Non rinnego alcuno dei motivi per i quali ero decisamente orientato a votare (“Sì”, ovviamente) soltanto nel referendum relativo al “legittimo impedimento”. 

Rimango convinto che sia sul “nucleare”, sia e soprattutto sull’”acqua”, il nostro paese avrebbe bisogno di politiche che non possono certo disegnarsi con l’abrogazione di  spezzoni di provvedimenti legislativi. Così come rimango – semmai, ancora più – convinto che una parte assai rilevante degli argomenti di merito da parte dei sostenitori del SI in questi referendum sono troppo spesso ispirati a tesi preconcette non prive di populismo demagogico, se non addirittura fondate, in qualche caso, su elementi falsi (non è affatto vero che il fallimento del referendum sull’”acqua” avrebbe come conseguenza automatica e ineluttabile la “privatizzazione dell’acqua”!).

Quello che mi ha fatto cambiare orientamento, inducendomi a ritirare le schede e a votare SI al quesito referendario sul nucleare e al primo quesito sull’acqua è stato l’argomento tutto politico richiamato in occasioni diverse dalla Presidente e dal Segretario  del Partito Democratico: l’importanza di esprimere,  in questa fase, un giudizio chiaro e deciso sulla totale  inadeguatezza del governo Berlusconi nell’affrontare problemi essenziali del paese.
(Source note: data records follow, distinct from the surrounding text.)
//! Loading the desired spec from the command line or a file.

use std::path::Path;

use anyhow::{Context, Result, bail};
use nbsync_core::DesiredSpec;

/// Parse `--data` as JSON, or read `--data-file` as YAML (`.yaml`/`.yml`) or JSON.
pub fn load(data: Option<&str>, file: Option<&Path>) -> Result<DesiredSpec> {
    match (data, file) {
        (Some(text), _) => serde_json::from_str(text).context("--data must be a JSON object"),
        (None, Some(path)) => {
            let text = std::fs::read_to_string(path)
                .with_context(|| format!("failed to read {}", path.display()))?;
            if is_yaml(path) {
                serde_yaml::from_str(&text)
                    .with_context(|| format!("{} must contain a YAML mapping", path.display()))
            } else {
                serde_json::from_str(&text)
                    .with_context(|| format!("{} must contain a JSON object", path.display()))
            }
        }
        (None, None) => bail!("one of --data or --data-file is required"),
    }
}

fn is_yaml(path: &Path) -> bool {
    matches!(
        path.extension().and_then(|e| e.to_str()),
        Some("yaml") | Some("yml")
    )
}

#[cfg(test)]
mod tests {
    use super::*;
    use serde_json::json;
    use std::io::Write;

    #[test]
    fn test_inline_json() {
        let spec = load(Some(r#"{"name": "Contact One", "title": null}"#), None).unwrap();
        assert_eq!(spec.get("name"), Some(&json!("Contact One")));
        assert!(!spec.contains("title"));

        assert!(load(Some("[1, 2]"), None).is_err());
        assert!(load(None, None).is_err());
    }

    #[test]
    fn test_yaml_file() {
        let mut file = tempfile::Builder::new().suffix(".yml").tempfile().unwrap();
        writeln!(
            file,
            "rack: Test rack\nunits: [1, 3, 5]\ndescription: Patch panels\ntags:\n  - first"
        )
        .unwrap();

        let spec = load(None, Some(file.path())).unwrap();
        assert_eq!(spec.get("units"), Some(&json!([1, 3, 5])));
        assert_eq!(spec.get("tags"), Some(&json!(["first"])));
    }

    #[test]
    fn test_json_file() {
        let dir = tempfile::tempdir().unwrap();
        let path = dir.path().join("source.json");
        std::fs::write(
            &path,
            r#"{"name": "AWS data source", "parameters": {"aws_access_key_id": 1234567}}"#,
        )
        .unwrap();

        let spec = load(None, Some(&path)).unwrap();
        assert_eq!(
            spec.get("parameters"),
            Some(&json!({"aws_access_key_id": 1234567}))
        );
    }

    #[test]
    fn test_missing_file() {
        let err = load(None, Some(Path::new("/nonexistent/spec.yaml"))).unwrap_err();
        assert!(err.to_string().contains("failed to read"));
    }
}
Come si evidenzia, appunto, con riguardo alle  politiche energetiche e di gestione delle risorse idriche, in forza di provvedimenti che si caratterizzano come improvvisati, approssimativi, confusi, talora motivati da intenti o interessi tutt’altro che trasparenti. E, per colmo di paradosso, in palese contraddizione con principi basilari di quel “federalismo” di cui la Lega si fa paladina  a chiacchiere, usandone spesso il nome, nella sostanza, per contrabbandare il peggiore clientelismo.
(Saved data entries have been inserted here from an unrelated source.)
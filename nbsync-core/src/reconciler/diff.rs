//! Field-level comparison of resolved desired values with a remote object.

use std::collections::BTreeMap;

use serde::Serialize;
use serde_json::{Map, Value};

use crate::model::{RemoteObject, ResolvedSpec, ResolvedValue};

/// Before/after of one changed field.
#[derive(Debug, Clone, PartialEq, Serialize)]
pub struct Change {
    pub before: Value,
    pub after: Value,
}

/// Changed fields keyed by API attribute name.
#[derive(Debug, Clone, Default, PartialEq)]
pub struct Diff {
    pub changes: BTreeMap<String, Change>,
}

impl Diff {
    pub fn is_empty(&self) -> bool {
        self.changes.is_empty()
    }

    pub fn len(&self) -> usize {
        self.changes.len()
    }

    pub fn contains(&self, field: &str) -> bool {
        self.changes.contains_key(field)
    }

    /// `{before: {...}, after: {...}}`
    pub fn to_value(&self) -> Value {
        let mut before = Map::new();
        let mut after = Map::new();
        for (field, change) in &self.changes {
            before.insert(field.clone(), change.before.clone());
            after.insert(field.clone(), change.after.clone());
        }
        serde_json::json!({ "before": before, "after": after })
    }
}

/// Compare every desired field with the existing object.
///
/// Fields not in `desired` are never part of the diff.
pub fn diff(desired: &ResolvedSpec, existing: &RemoteObject) -> Diff {
    let mut changes = BTreeMap::new();

    for (field, value) in &desired.fields {
        match value {
            ResolvedValue::CustomFields(supplied) => {
                let current = existing.custom_fields();
                let mut before = Map::new();
                let mut after = Map::new();
                for (key, want) in supplied {
                    let have = current.get(key).unwrap_or(&Value::Null);
                    if !json_eq(have, want) {
                        before.insert(key.clone(), have.clone());
                        after.insert(key.clone(), want.clone());
                    }
                }
                if !after.is_empty() {
                    changes.insert(
                        field.clone(),
                        Change {
                            before: Value::Object(before),
                            after: Value::Object(after),
                        },
                    );
                }
            }
            _ => {
                let remote = existing.get(field);
                if differs(value, remote) {
                    changes.insert(
                        field.clone(),
                        Change {
                            before: remote.cloned().unwrap_or(Value::Null),
                            after: value.to_json(),
                        },
                    );
                }
            }
        }
    }

    Diff { changes }
}

/// Update payload carrying only changed fields.
///
/// Custom fields are sent as the existing map with the changed keys
/// overwritten, so keys the caller did not mention survive whether the
/// server merges or replaces.
pub fn update_payload(diff: &Diff, existing: &RemoteObject) -> Map<String, Value> {
    let mut payload = Map::new();
    for (field, change) in &diff.changes {
        if field == "custom_fields" {
            let mut merged = existing.custom_fields();
            if let Value::Object(after) = &change.after {
                for (k, v) in after {
                    merged.insert(k.clone(), v.clone());
                }
            }
            payload.insert(field.clone(), Value::Object(merged));
        } else {
            payload.insert(field.clone(), change.after.clone());
        }
    }
    payload
}

/// Whether a remote attribute does not match the desired value.
pub fn differs(desired: &ResolvedValue, remote: Option<&Value>) -> bool {
    match desired {
        ResolvedValue::Planned { .. } => true,
        ResolvedValue::Id(id) => remote.and_then(remote_id) != Some(*id),
        ResolvedValue::Scalar(want) => match remote {
            None => true,
            Some(have) if want.is_object() => !json_eq(have, want),
            Some(have) => !json_eq(remote_scalar(have), want),
        },
        ResolvedValue::Sequence(items) => match remote {
            Some(Value::Array(have)) => {
                have.len() != items.len()
                    || items
                        .iter()
                        .zip(have.iter())
                        .any(|(want, have)| differs(want, Some(have)))
            }
            None => !items.is_empty(),
            _ => true,
        },
        ResolvedValue::Set(items) => {
            let have: Vec<&Value> = match remote {
                Some(Value::Array(have)) => have.iter().collect(),
                None => Vec::new(),
                _ => return true,
            };
            let mut want_keys: Vec<String> = items.iter().map(desired_key).collect();
            let mut have_keys: Vec<String> = have.into_iter().map(remote_key).collect();
            want_keys.sort();
            want_keys.dedup();
            have_keys.sort();
            have_keys.dedup();
            want_keys != have_keys
        }
        ResolvedValue::CustomFields(supplied) => {
            let current = match remote {
                Some(Value::Object(map)) => map.clone(),
                _ => Map::new(),
            };
            supplied
                .iter()
                .any(|(k, v)| !json_eq(current.get(k).unwrap_or(&Value::Null), v))
        }
    }
}

/// Identifier of a reference as the server serialized it.
pub fn remote_id(value: &Value) -> Option<u64> {
    match value {
        Value::Number(n) => n.as_u64(),
        Value::Object(map) => map.get("id").and_then(Value::as_u64),
        _ => None,
    }
}

/// Choice fields come back as `{value, label}` and id-valued fields such as
/// `module` as `{id, display, ...}`; compare on the value or the id.
fn remote_scalar(value: &Value) -> &Value {
    match value {
        Value::Object(map) => map.get("value").or_else(|| map.get("id")).unwrap_or(value),
        other => other,
    }
}

fn desired_key(value: &ResolvedValue) -> String {
    match value {
        ResolvedValue::Id(id) => format!("id:{}", id),
        ResolvedValue::Scalar(v) => format!("v:{}", normalize(v)),
        other => format!("?:{}", other.to_json()),
    }
}

fn remote_key(value: &Value) -> String {
    match remote_id(value) {
        Some(id) => format!("id:{}", id),
        None => format!("v:{}", normalize(remote_scalar(value))),
    }
}

fn normalize(value: &Value) -> String {
    match value {
        Value::Number(n) => match n.as_f64() {
            Some(f) if f.fract() == 0.0 => format!("{}", f as i64),
            _ => n.to_string(),
        },
        other => other.to_string(),
    }
}

/// JSON equality that treats `1` and `1.0` as the same number.
pub fn json_eq(a: &Value, b: &Value) -> bool {
    match (a, b) {
        (Value::Number(x), Value::Number(y)) => match (x.as_i64(), y.as_i64()) {
            (Some(x), Some(y)) => x == y,
            _ => x.as_f64() == y.as_f64(),
        },
        (Value::Array(x), Value::Array(y)) => {
            x.len() == y.len() && x.iter().zip(y.iter()).all(|(a, b)| json_eq(a, b))
        }
        (Value::Object(x), Value::Object(y)) => {
            x.len() == y.len()
                && x
                    .iter()
                    .all(|(k, v)| y.get(k).is_some_and(|other| json_eq(v, other)))
        }
        _ => a == b,
    }
}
Convinto, quindi, da motivazioni eminentemente politiche, in controtendenza rispetto alla scelta “tattica” di depoliticizzare i referendum (scelta sulla quale ho non pochi dubbi).  E deciso anche a sottrarmi ai condizionamenti negativi di tanta semplicistica propaganda da parte di troppi sostenitori del “SI” (ragione per la quale mi guarderò bene dal partecipare alla manifestazione di Piazza del Popolo, dopo aver appreso che gli esponenti politici NON saranno sul palco).
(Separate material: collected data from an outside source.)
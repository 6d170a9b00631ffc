//! Outward-facing result of one reconciliation.

use serde::Serialize;
use serde_json::{Map, Value};

use crate::model::RemoteObject;
use crate::reconciler::Decision;
use crate::resolver::NestedCreation;

/// What the gateway returned for the applied decision.
#[derive(Debug, Clone, PartialEq)]
pub enum GatewayResponse {
    Object(RemoteObject),
    Deleted,
    /// Nothing was sent: no-op or check mode.
    Skipped,
}

#[derive(Debug, Clone, PartialEq, Serialize)]
pub struct ReconciliationResult {
    pub changed: bool,
    /// The object after the operation, the would-be object in check mode,
    /// or an empty object after a delete.
    pub object: Value,
    pub msg: String,
    #[serde(skip_serializing_if = "Option::is_none")]
    pub diff: Option<Value>,
    /// Reference targets that check mode did not create.
    #[serde(skip_serializing_if = "Vec::is_empty")]
    pub planned: Vec<NestedCreation>,
}

impl ReconciliationResult {
    /// `{"changed", "<resource>", "msg", "diff"}`, plus `planned_creations` when any.
    pub fn to_output(&self, resource: &str) -> Value {
        let mut out = Map::new();
        out.insert("changed".to_string(), Value::Bool(self.changed));
        out.insert(resource.to_string(), self.object.clone());
        out.insert("msg".to_string(), Value::String(self.msg.clone()));
        if let Some(diff) = &self.diff {
            out.insert("diff".to_string(), diff.clone());
        }
        if !self.planned.is_empty() {
            let planned = serde_json::to_value(&self.planned).unwrap_or(Value::Null);
            out.insert("planned_creations".to_string(), planned);
        }
        Value::Object(out)
    }
}

/// Nested creations made or planned while resolving references.
#[derive(Debug, Clone, Default)]
pub struct NestedChanges<'a> {
    pub planned: &'a [NestedCreation],
    pub created: &'a [NestedCreation],
}

impl NestedChanges<'_> {
    fn any(&self) -> bool {
        !self.planned.is_empty() || !self.created.is_empty()
    }
}

/// Assemble the result for `decision` given what the gateway returned.
pub fn build(
    resource: &str,
    label: &str,
    decision: &Decision,
    response: GatewayResponse,
    nested: NestedChanges<'_>,
) -> ReconciliationResult {
    let (object, verb, diff) = match decision {
        Decision::NoOp { existing: Some(existing) } => (existing.to_value(), "already exists", None),
        Decision::NoOp { existing: None } => (empty(), "already absent", None),
        Decision::Create { payload } => {
            let object = match response {
                GatewayResponse::Object(created) => created.to_value(),
                _ => Value::Object(payload.clone()),
            };
            let diff = serde_json::json!({ "before": {}, "after": payload });
            (object, "created", Some(diff))
        }
        Decision::Update {
            existing,
            diff,
            payload,
        } => {
            let object = match response {
                GatewayResponse::Object(updated) => updated.to_value(),
                _ => merged(existing, payload),
            };
            (object, "updated", Some(diff.to_value()))
        }
        Decision::Delete { existing } => {
            let diff = serde_json::json!({ "before": existing.to_value(), "after": {} });
            (empty(), "deleted", Some(diff))
        }
    };

    let msg = if label.is_empty() {
        format!("{} {}", resource, verb)
    } else {
        format!("{} {} {}", resource, label, verb)
    };

    ReconciliationResult {
        changed: decision.is_change() || nested.any(),
        object,
        msg,
        diff,
        planned: nested.planned.to_vec(),
    }
}

fn empty() -> Value {
    Value::Object(Map::new())
}

/// Existing attributes with the update payload applied on top.
fn merged(existing: &RemoteObject, payload: &Map<String, Value>) -> Value {
    let mut object = existing.to_value();
    if let Value::Object(map) = &mut object {
        for (k, v) in payload {
            map.insert(k.clone(), v.clone());
        }
    }
    object
}

#[cfg(test)]
mod tests {
    use super::*;
    use crate::reconciler::diff::{Change, Diff};
    use serde_json::json;

    fn remote(value: Value) -> RemoteObject {
        serde_json::from_value(value).unwrap()
    }

    #[test]
    fn test_noop_message() {
        let existing = remote(json!({"id": 1, "name": "Contact One"}));
        let decision = Decision::NoOp {
            existing: Some(existing),
        };
        let result = build(
            "contact",
            "Contact One",
            &decision,
            GatewayResponse::Skipped,
            NestedChanges::default(),
        );
        assert!(!result.changed);
        assert_eq!(result.msg, "contact Contact One already exists");
        assert_eq!(result.object["id"], json!(1));
        assert!(result.diff.is_none());
    }

    #[test]
    fn test_delete_returns_empty_object() {
        let existing = remote(json!({"id": 1, "name": "Contact One"}));
        let decision = Decision::Delete { existing };
        let result = build(
            "contact",
            "Contact One",
            &decision,
            GatewayResponse::Deleted,
            NestedChanges::default(),
        );
        assert!(result.changed);
        assert_eq!(result.object, json!({}));
        assert_eq!(result.msg, "contact Contact One deleted");
        assert_eq!(result.diff.unwrap()["after"], json!({}));
    }

    #[test]
    fn test_check_mode_update_shows_would_be_object() {
        let existing = remote(json!({"id": 1, "name": "Contact One", "title": "Engineer"}));
        let mut diff = Diff::default();
        diff.changes.insert(
            "title".to_string(),
            Change {
                before: json!("Engineer"),
                after: json!("Manager"),
            },
        );
        let payload = json!({"title": "Manager"}).as_object().unwrap().clone();
        let decision = Decision::Update {
            existing,
            diff,
            payload,
        };
        let result = build(
            "contact",
            "Contact One",
            &decision,
            GatewayResponse::Skipped,
            NestedChanges::default(),
        );
        assert!(result.changed);
        assert_eq!(result.object["title"], json!("Manager"));
        assert_eq!(result.object["id"], json!(1));
        assert_eq!(
            result.diff.unwrap(),
            json!({"before": {"title": "Engineer"}, "after": {"title": "Manager"}})
        );
    }

    #[test]
    fn test_planned_creation_marks_changed() {
        let existing = remote(json!({"id": 1, "name": "Contact One"}));
        let decision = Decision::NoOp {
            existing: Some(existing),
        };
        let planned = vec![NestedCreation {
            endpoint: "extras/tags".to_string(),
            label: "new-tag".to_string(),
        }];
        let result = build(
            "contact",
            "Contact One",
            &decision,
            GatewayResponse::Skipped,
            NestedChanges {
                planned: &planned,
                created: &[],
            },
        );
        assert!(result.changed);

        let output = result.to_output("contact");
        assert_eq!(output["planned_creations"][0]["endpoint"], json!("extras/tags"));
        assert_eq!(output["contact"]["name"], json!("Contact One"));
    }

    #[test]
    fn test_unlabelled_message() {
        let decision = Decision::Create {
            payload: json!({"comments": "hello"}).as_object().unwrap().clone(),
        };
        let created = remote(json!({"id": 9, "comments": "hello"}));
        let result = build(
            "journal_entry",
            "",
            &decision,
            GatewayResponse::Object(created),
            NestedChanges::default(),
        );
        assert_eq!(result.msg, "journal_entry created");
        assert_eq!(result.object["id"], json!(9));
        assert_eq!(result.diff.unwrap()["before"], json!({}));
    }
}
Sul secondo quesito sull’”acqua”, a votare “SI”, però, non ce la faccio proprio. Escludere l’adeguatezza della remunerazione del capitale investito è espressione di velleitarismo e di bigotteria, nella migliore delle ipotesi; nella peggiore è figlia di quello stesso populismo venditore di sogni e illusioni che ha decretato il successo di Berlusconi. Stiamo nelle condizioni in cui stiamo, con uno dei più elevati debiti pubblici al mondo, accumulato –anche a carico di future generazioni – proprio attraverso una pluriennale politica finanziaria e fiscale “spensierata”: ma davvero possiamo ancora seriamente pensare che i servizi possano (debbano!)  essere pagati da un fantomatico qualcun’altro?